Knowing the math of 12-tone rows will expand your understanding of the spirit of experimentation in classical music.
National Standards: 1-11
Prepare: Have the class read The Power of 12 (page 24 of the student edition). The article explains the concepts behind 12-tone music.
Listen to a playlist of audio samples illustrating the examples from the article:
Click here to download the files for audio playback on the Notion app.
Key points in the article:
- A 12-tone row is a series of notes that are similar to a scale. 12-tone music gives even emphasis to every note in the 12-tone row it employs.
- 12-tone rows can be varied for further experimentation. The original row, called the prime form, is called a retrograde form when reversed.
- If in the prime row the distance between the first two notes is one half step up, an inversion form of the prime row would find the distance between the first two notes to be two half step down.

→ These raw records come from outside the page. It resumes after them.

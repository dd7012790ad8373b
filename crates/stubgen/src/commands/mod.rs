//! CLI command implementations - one command per file.

pub mod emit;
pub mod index;
pub mod sig;

use std::fs;
use std::path::{Path, PathBuf};

use anyhow::Context;
use clap::Subcommand;

use stubgen_schema::Module;

#[derive(Subcommand)]
pub enum Command {
    /// Emit a declaration-stub tree from a schema file
    Emit {
        /// Serialized schema tree (JSON), as captured by a host walk
        schema: PathBuf,

        /// Directory to write the stub tree under
        #[arg(short, long, default_value = "stubs")]
        out: PathBuf,
    },

    /// Print the class-name resolution index for a schema file
    Index {
        /// Serialized schema tree (JSON)
        schema: PathBuf,
    },

    /// Recover a typed signature from a routine's docstring
    Sig {
        /// Routine name recorded in the recovered signature
        name: String,

        /// First-line docstring text; read from stdin when omitted
        doc: Option<String>,
    },
}

pub fn run(command: Command) -> anyhow::Result<()> {
    match command {
        Command::Emit { schema, out } => emit::cmd_emit(&schema, &out),
        Command::Index { schema } => index::cmd_index(&schema),
        Command::Sig { name, doc } => sig::cmd_sig(&name, doc.as_deref()),
    }
}

/// Load and deserialize a schema tree from disk.
pub fn load_schema(path: &Path) -> anyhow::Result<Module> {
    let text = fs::read_to_string(path)
        .with_context(|| format!("reading schema {}", path.display()))?;
    serde_json::from_str(&text).with_context(|| format!("parsing schema {}", path.display()))
}
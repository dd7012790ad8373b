//! Reflection capability boundary and recursive object-graph walker.
//!
//! Converts a live object graph, reachable only through a
//! [`ReflectionCapability`], into the normalized, serializable schema
//! tree of `stubgen-schema`:
//!
//! ```text
//! Host binding              Walker                Schema tree
//! ──────────────    ─────────────────────    ─────────────────
//! live objects  ──> ReflectionCapability ──> Module / Class /
//!                   (closed ObjectKind)      Function / ...
//! ```
//!
//! The walk is single-threaded and fail-fast: a failure at any node aborts
//! the whole walk with a [`WalkError`] and no partial tree. Re-walking the
//! same unchanged graph with a deterministic member order yields an
//! identical tree.
//!
//! # Example
//!
//! ```
//! use stubgen_walk::{ObjectBuilder, MemoryGraph, Walker};
//!
//! let root = ObjectBuilder::module("Live")
//!     .doc("Root module.")
//!     .member("version", ObjectBuilder::value("version", "11.0", "str").build())
//!     .build();
//!
//! let tree = Walker::new(&MemoryGraph).walk_module(&root).unwrap();
//! assert_eq!(tree.name, "Live");
//! ```

pub mod capability;
pub mod memory;
pub mod walker;

pub use capability::{DescriptorFlags, ObjectKind, ReflectError, ReflectionCapability};
pub use memory::{MemoryGraph, MemoryObject, ObjectBuilder};
pub use walker::{WalkError, Walker};
//! In-memory object graphs implementing the reflection capability.
//!
//! The reference binding: hosts (and tests) assemble a graph of
//! [`MemoryObject`] nodes with [`ObjectBuilder`], then walk it through
//! [`MemoryGraph`]. Host-process bindings implement
//! [`ReflectionCapability`] directly instead.

use std::rc::Rc;

use crate::capability::{DescriptorFlags, ObjectKind, ReflectError, ReflectionCapability};

/// One node of an in-memory object graph.
#[derive(Debug)]
pub struct MemoryObject {
    kind: ObjectKind,
    name: String,
    doc: Option<String>,
    repr: String,
    type_name: String,
    live_signature: Option<String>,
    members: Vec<(String, Rc<MemoryObject>)>,
    bases: Vec<Rc<MemoryObject>>,
    enum_names: Vec<String>,
    enum_values: Vec<i64>,
    descriptor: DescriptorFlags,
    /// When set, member enumeration fails with this message. Lets tests
    /// exercise the abort path of the walker.
    fail_members: Option<String>,
}

/// Builder for [`MemoryObject`] nodes. Nodes are immutable once built.
pub struct ObjectBuilder {
    object: MemoryObject,
}

impl ObjectBuilder {
    fn new(kind: ObjectKind, name: &str) -> Self {
        Self {
            object: MemoryObject {
                kind,
                name: name.to_string(),
                doc: None,
                repr: String::new(),
                type_name: String::new(),
                live_signature: None,
                members: Vec::new(),
                bases: Vec::new(),
                enum_names: Vec::new(),
                enum_values: Vec::new(),
                descriptor: DescriptorFlags::default(),
                fail_members: None,
            },
        }
    }

    pub fn module(name: &str) -> Self {
        Self::new(ObjectKind::Module, name)
    }

    pub fn class(name: &str) -> Self {
        Self::new(ObjectKind::Class, name)
    }

    pub fn routine(name: &str) -> Self {
        Self::new(ObjectKind::Routine, name)
    }

    pub fn property(name: &str) -> Self {
        Self::new(ObjectKind::Property, name)
    }

    pub fn value(name: &str, repr: &str, type_name: &str) -> Self {
        let mut builder = Self::new(ObjectKind::Value, name);
        builder.object.repr = repr.to_string();
        builder.object.type_name = type_name.to_string();
        builder
    }

    pub fn doc(mut self, doc: &str) -> Self {
        self.object.doc = Some(doc.to_string());
        self
    }

    pub fn live_signature(mut self, signature: &str) -> Self {
        self.object.live_signature = Some(signature.to_string());
        self
    }

    /// Add a named member; enumeration order is insertion order.
    pub fn member(mut self, name: &str, member: Rc<MemoryObject>) -> Self {
        self.object.members.push((name.to_string(), member));
        self
    }

    pub fn base(mut self, base: Rc<MemoryObject>) -> Self {
        self.object.bases.push(base);
        self
    }

    pub fn enum_pairs(mut self, names: &[&str], values: &[i64]) -> Self {
        self.object.enum_names = names.iter().map(|n| n.to_string()).collect();
        self.object.enum_values = values.to_vec();
        self
    }

    pub fn descriptor_flags(mut self, has_setter: bool, has_deleter: bool) -> Self {
        self.object.descriptor = DescriptorFlags {
            has_setter,
            has_deleter,
        };
        self
    }

    pub fn fail_members(mut self, message: &str) -> Self {
        self.object.fail_members = Some(message.to_string());
        self
    }

    pub fn build(self) -> Rc<MemoryObject> {
        Rc::new(self.object)
    }
}

/// Reflection capability over [`MemoryObject`] graphs.
pub struct MemoryGraph;

impl ReflectionCapability for MemoryGraph {
    type Object = Rc<MemoryObject>;

    fn kind(&self, obj: &Self::Object) -> ObjectKind {
        obj.kind
    }

    fn name(&self, obj: &Self::Object) -> String {
        obj.name.clone()
    }

    fn documentation(&self, obj: &Self::Object) -> Option<String> {
        obj.doc.clone()
    }

    fn members(&self, obj: &Self::Object) -> Result<Vec<(String, Self::Object)>, ReflectError> {
        if let Some(message) = &obj.fail_members {
            return Err(ReflectError::new(message.clone()));
        }
        Ok(obj.members.clone())
    }

    fn repr(&self, obj: &Self::Object) -> String {
        obj.repr.clone()
    }

    fn type_name(&self, obj: &Self::Object) -> String {
        obj.type_name.clone()
    }

    fn live_signature(&self, obj: &Self::Object) -> Option<String> {
        obj.live_signature.clone()
    }

    fn bases(&self, obj: &Self::Object) -> Vec<Self::Object> {
        obj.bases.clone()
    }

    fn own_attribute_names(&self, obj: &Self::Object) -> Vec<String> {
        obj.members.iter().map(|(name, _)| name.clone()).collect()
    }

    fn enum_names(&self, obj: &Self::Object) -> Result<Vec<String>, ReflectError> {
        Ok(obj.enum_names.clone())
    }

    fn enum_values(&self, obj: &Self::Object) -> Result<Vec<i64>, ReflectError> {
        Ok(obj.enum_values.clone())
    }

    fn descriptor_flags(&self, obj: &Self::Object) -> DescriptorFlags {
        obj.descriptor
    }
}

- Just like scales, 12-tone rows can be transposed if each note in the row is raised or lowered by an equal amount throughout the row.
- Beginning with the work of Arnold Schoenberg, a pioneer of 12-tone music, 12-tone rows have been used frequently in classical music as well as in jazz.
Begin: Try some of the techniques with the class, noting the tips described in each example. Lessons might include:
- Asking students to play through examples 1-3 to become familiar with the sound of a 12-tone row and its variations.
- Separating students into groups to play example 6, and for an added challenge, 7.
- Reading through examples 5-7 on the piano for the class.
Develop: Play the following video of the music used in example 5, the Präludium to Arnold Schoenberg’s Suite for Piano, Op. 25, the first piece to include a 12-tone row in every movement.
What does this music sound like to you? How would you describe it?
What effect does the use of 12-tone rows have on the music?
(The music sounds less organized, though through his conscious use of 12-tone rows, Schoenberg applied a thoughtful order.)
If you could pick one style of music that this most closely resembles, what would it be?
Expand: Now play the following video of the music used in example 7, “T.T.T. (Twelve Tone Tune)” by Bill Evans:
What similarities does this piece of music share with Schoenberg’s composition?
(Use of a 12-tone row.)
What makes it different from Schoenberg’s composition?
(Rhythm and instrumentation.)
Schoenberg’s Suite for Piano, Op. 25 was written in the early 1920s. Evans’ composition was written in the early 1970s. How might the experimental nature of 12-tone music have influenced the evolution of jazz?
Apply (Optional): Using classroom pianos or available instruments and blank notation paper or notation software on classroom computers, have students each select a 12-tone row from the matrix in example 4 and write a short composition based on the row. Then have them write a second composition on the inversion of that row. Once they’re done, go around the room and have each student play their composition for the class.